Gillespie's Kelly Ann Woods on using community problem solving

click to enlarge Kelly Ann Woods and Nicola Fairweather are two of the faces behind the soon-to-be launched Squamish Fresh, a produce co-op. Photo: KEILI BARTLETT/THE SQUAMISH CHIEF
  • Kelly Ann Woods and Nicola Fairweather are two of the faces behind the soon-to-be launched Squamish Fresh, a produce co-op. Photo: KEILI BARTLETT/THE SQUAMISH CHIEF

After seven years—and two businesses in Squamish—Kelly Ann Woods said she had a bee in her bonnet: there was a lack of fresh and affordable fruit and vegetables.

After turning to a Facebook page for local moms, Woods soon found out she wasn't the only person in Squamish who felt frustrated trying to find healthy food on a budget. Within 24 hours, 300 people joined a new page she created: Squamish Fresh.

"The post exploded. It just exploded," Woods said. She invited others to help contribute their skills.
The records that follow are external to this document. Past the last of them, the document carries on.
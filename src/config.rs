//! Configuration types for the conversion server.
//!
//! All orchestration behaviour is controlled through [`ServerConfig`], built
//! via its [`ServerConfigBuilder`]. The conversion actions and their
//! per-action parameters live here too, so the worker contract is described
//! in one place.

use crate::error::ConvertError;
use serde::{Deserialize, Serialize};
use std::fmt;
use std::path::PathBuf;
use std::str::FromStr;

/// Configuration for the conversion orchestrator.
///
/// Built via [`ServerConfig::builder()`] or using [`ServerConfig::default()`].
///
/// # Example
/// ```rust
/// use pdf_convert_mcp::ServerConfig;
///
/// let config = ServerConfig::builder()
///     .worker_program("python3")
///     .worker_script("python/converter.py")
///     .worker_timeout_secs(120)
///     .build()
///     .unwrap();
/// ```
#[derive(Debug, Clone)]
pub struct ServerConfig {
    /// Interpreter (or binary) that runs the conversion worker. Default: `python3`.
    pub worker_program: PathBuf,

    /// Script passed as the first argument to `worker_program`, if any.
    pub worker_script: Option<PathBuf>,

    /// Extra arguments appended after the script.
    pub worker_args: Vec<String>,

    /// Deadline for one worker process, measured from spawn. Default: 300.
    ///
    /// Large scanned documents with OCR enabled routinely take minutes; the
    /// deadline only exists so a wedged worker cannot hold a tool call open
    /// forever.
    pub worker_timeout_secs: u64,

    /// Download timeout for URL inputs in seconds. Default: 120.
    pub download_timeout_secs: u64,

    /// Directory for downloaded inputs, decoded payloads, and scratch archives.
    pub scratch_dir: PathBuf,

    /// Delete per-page outputs after they were archived next to a local input.
    /// Default: true.
    pub remove_archived_outputs: bool,

    /// Maximum characters of raw worker output quoted in error messages. Default: 2000.
    pub max_diagnostic_chars: usize,

    /// Remote storage for results of remote/inline inputs. Default: none.
    pub storage: Option<StorageConfig>,
}

impl Default for ServerConfig {
    fn default() -> Self {
        Self {
            worker_program: PathBuf::from(default_python()),
            worker_script: None,
            worker_args: Vec::new(),
            worker_timeout_secs: 300,
            download_timeout_secs: 120,
            scratch_dir: std::env::temp_dir().join("pdf-convert-mcp"),
            remove_archived_outputs: true,
            max_diagnostic_chars: 2000,
            storage: None,
        }
    }
}

impl ServerConfig {
    /// Create a new builder for `ServerConfig`.
    pub fn builder() -> ServerConfigBuilder {
        ServerConfigBuilder {
            config: Self::default(),
        }
    }
}

fn default_python() -> &'static str {
    if cfg!(windows) {
        "python"
    } else {
        "python3"
    }
}

/// Builder for [`ServerConfig`].
#[derive(Debug)]
pub struct ServerConfigBuilder {
    config: ServerConfig,
}

impl ServerConfigBuilder {
    pub fn worker_program(mut self, program: impl Into<PathBuf>) -> Self {
        self.config.worker_program = program.into();
        self
    }

    pub fn worker_script(mut self, script: impl Into<PathBuf>) -> Self {
        self.config.worker_script = Some(script.into());
        self
    }

    pub fn worker_args<I, S>(mut self, args: I) -> Self
    where
        I: IntoIterator<Item = S>,
        S: Into<String>,
    {
        self.config.worker_args = args.into_iter().map(Into::into).collect();
        self
    }

    pub fn worker_timeout_secs(mut self, secs: u64) -> Self {
        self.config.worker_timeout_secs = secs;
        self
    }

    pub fn download_timeout_secs(mut self, secs: u64) -> Self {
        self.config.download_timeout_secs = secs;
        self
    }

    pub fn scratch_dir(mut self, dir: impl Into<PathBuf>) -> Self {
        self.config.scratch_dir = dir.into();
        self
    }

    pub fn remove_archived_outputs(mut self, v: bool) -> Self {
        self.config.remove_archived_outputs = v;
        self
    }

    pub fn max_diagnostic_chars(mut self, n: usize) -> Self {
        self.config.max_diagnostic_chars = n.max(80);
        self
    }

    pub fn storage(mut self, storage: StorageConfig) -> Self {
        self.config.storage = Some(storage);
        self
    }

    /// Build the configuration, validating constraints.
    pub fn build(self) -> Result<ServerConfig, ConvertError> {
        let c = &self.config;
        if c.worker_timeout_secs == 0 {
            return Err(ConvertError::InvalidConfig(
                "Worker timeout must be ≥ 1 second".into(),
            ));
        }
        if c.download_timeout_secs == 0 {
            return Err(ConvertError::InvalidConfig(
                "Download timeout must be ≥ 1 second".into(),
            ));
        }
        if c.worker_program.as_os_str().is_empty() {
            return Err(ConvertError::InvalidConfig(
                "Worker program must not be empty".into(),
            ));
        }
        if let Some(ref storage) = c.storage {
            if reqwest::Url::parse(&storage.upload_url).is_err() {
                return Err(ConvertError::InvalidConfig(format!(
                    "Storage upload URL is not a valid URL: '{}'",
                    storage.upload_url
                )));
            }
        }
        Ok(self.config)
    }
}

/// Where and how results are uploaded when the caller cannot read local files.
#[derive(Clone, Serialize, Deserialize)]
pub struct StorageConfig {
    /// Base URL objects are `PUT` under, e.g. `https://bucket.example.com/uploads`.
    pub upload_url: String,
    /// Base URL handed back to callers. Falls back to `upload_url`.
    pub public_base_url: Option<String>,
    /// Sent as `Authorization: Bearer <token>` when present.
    pub auth_token: Option<String>,
    /// Per-upload timeout in seconds.
    pub timeout_secs: u64,
}

impl fmt::Debug for StorageConfig {
    fn fmt(&self, f: &mut fmt::Formatter<'_>) -> fmt::Result {
        f.debug_struct("StorageConfig")
            .field("upload_url", &self.upload_url)
            .field("public_base_url", &self.public_base_url)
            .field("auth_token", &self.auth_token.as_ref().map(|_| "<redacted>"))
            .field("timeout_secs", &self.timeout_secs)
            .finish()
    }
}

// ── Actions ──────────────────────────────────────────────────────────────

/// The fixed set of conversions the worker understands.
#[derive(Debug, Clone, Copy, PartialEq, Eq, Hash, Serialize, Deserialize)]
#[serde(rename_all = "snake_case")]
pub enum ConversionAction {
    /// PDF → Word document.
    PdfToDocx,
    /// PDF tables → Excel workbook.
    PdfToExcel,
    /// PDF pages → PowerPoint slides.
    PdfToPpt,
    /// PDF pages → one JPEG per page.
    PdfToJpg,
}

impl ConversionAction {
    pub const ALL: [ConversionAction; 4] = [
        ConversionAction::PdfToDocx,
        ConversionAction::PdfToExcel,
        ConversionAction::PdfToPpt,
        ConversionAction::PdfToJpg,
    ];

    /// Canonical action identifier, shared by the tool name and the worker request.
    pub const fn as_str(&self) -> &'static str {
        match self {
            ConversionAction::PdfToDocx => "pdf_to_docx",
            ConversionAction::PdfToExcel => "pdf_to_excel",
            ConversionAction::PdfToPpt => "pdf_to_ppt",
            ConversionAction::PdfToJpg => "pdf_to_jpg",
        }
    }

    /// One-line tool description published through `tools/list`.
    pub const fn description(&self) -> &'static str {
        match self {
            ConversionAction::PdfToDocx => {
                "Convert a PDF to an editable Word document (.docx)."
            }
            ConversionAction::PdfToExcel => {
                "Extract the tables of a PDF into an Excel workbook (.xlsx), optionally with OCR."
            }
            ConversionAction::PdfToPpt => {
                "Convert each PDF page into a PowerPoint slide (.pptx)."
            }
            ConversionAction::PdfToJpg => {
                "Render each PDF page as a JPEG image; multi-page results are delivered as a .zip."
            }
        }
    }

    /// Comma-separated list of every action, for error messages.
    pub fn available() -> String {
        Self::ALL
            .iter()
            .map(|a| a.as_str())
            .collect::<Vec<_>>()
            .join(", ")
    }

    /// Keep only the parameters this action forwards to the worker.
    ///
    /// Irrelevant fields become `None` and are therefore omitted from the
    /// serialised worker request rather than sent as `null`.
    pub fn relevant_params(&self, params: &ConversionParams) -> ConversionParams {
        match self {
            ConversionAction::PdfToDocx => ConversionParams {
                fast_mode: params.fast_mode,
                ..ConversionParams::default()
            },
            ConversionAction::PdfToExcel => ConversionParams {
                pages: params.pages.clone(),
                use_ocr: params.use_ocr,
                ..ConversionParams::default()
            },
            ConversionAction::PdfToPpt => ConversionParams {
                dpi: params.dpi,
                ..ConversionParams::default()
            },
            ConversionAction::PdfToJpg => ConversionParams {
                dpi: params.dpi,
                quality: params.quality,
                ..ConversionParams::default()
            },
        }
    }
}

impl fmt::Display for ConversionAction {
    fn fmt(&self, f: &mut fmt::Formatter<'_>) -> fmt::Result {
        f.write_str(self.as_str())
    }
}

impl FromStr for ConversionAction {
    type Err = ConvertError;

    fn from_str(s: &str) -> Result<Self, Self::Err> {
        Self::ALL
            .into_iter()
            .find(|a| a.as_str() == s)
            .ok_or_else(|| ConvertError::UnknownAction {
                name: s.to_string(),
                available: Self::available(),
            })
    }
}

/// Action-specific optional parameters.
#[derive(Debug, Clone, Default, PartialEq, Eq, Serialize, Deserialize)]
pub struct ConversionParams {
    /// Rendering resolution (`pdf_to_ppt`, `pdf_to_jpg`).
    #[serde(skip_serializing_if = "Option::is_none")]
    pub dpi: Option<u32>,
    /// JPEG quality 1–100 (`pdf_to_jpg`).
    #[serde(skip_serializing_if = "Option::is_none")]
    pub quality: Option<u8>,
    /// Page range such as `"all"`, `"1-3"`, `"1,3,5"` (`pdf_to_excel`).
    #[serde(skip_serializing_if = "Option::is_none")]
    pub pages: Option<String>,
    /// Run OCR on scanned pages (`pdf_to_excel`).
    #[serde(skip_serializing_if = "Option::is_none")]
    pub use_ocr: Option<bool>,
    /// Trade layout fidelity for speed (`pdf_to_docx`).
    #[serde(skip_serializing_if = "Option::is_none")]
    pub fast_mode: Option<bool>,
}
That was nearly a month and a half ago. Now, she and other Squamish Fresh committee members are getting ready to launch a co-op in late August. So far, they're done two trial runs. It will be low-to-no waste and kept as local as possible. (Woods added they may open up membership to other Sea to Sky residents, but it will be just available to Squamish at first.)

Squamish Fresh has also seen support from the larger community. A fundraiser to help with startup costs has raised more than $900 of its $1,500 goal.

Sea to Sky Couriers is currently providing free transport of the group's goods.

Moms may have been the driving force behind the idea, but Woods said the co-op will be open to all kinds of members. To join, members will have to buy a co-op share, which earns them voting rights, and volunteer around once every few months. The capital raised by shares will go toward the traditional model of a co-operative, designed to sell fair-priced, quality goods that members could not otherwise afford.

"It's basically a community of people's response to a problem and then working together as a group of people to solve that problem," Woods said.

Once it starts, Woods said the weekly bulk-buy of produce will be between $25 and $40 per order, with pricing differing for non-members. They hope to expand to other products once Squamish Fresh is off the ground.

For Nicola Fairweather, one of the committee members, the co-op provides more than food. The newcomer to Squamish found a sense of community.

"I've been astounded not just by the strength of comradeship... by people stepping up from the community and wanting to help," Fairweather said.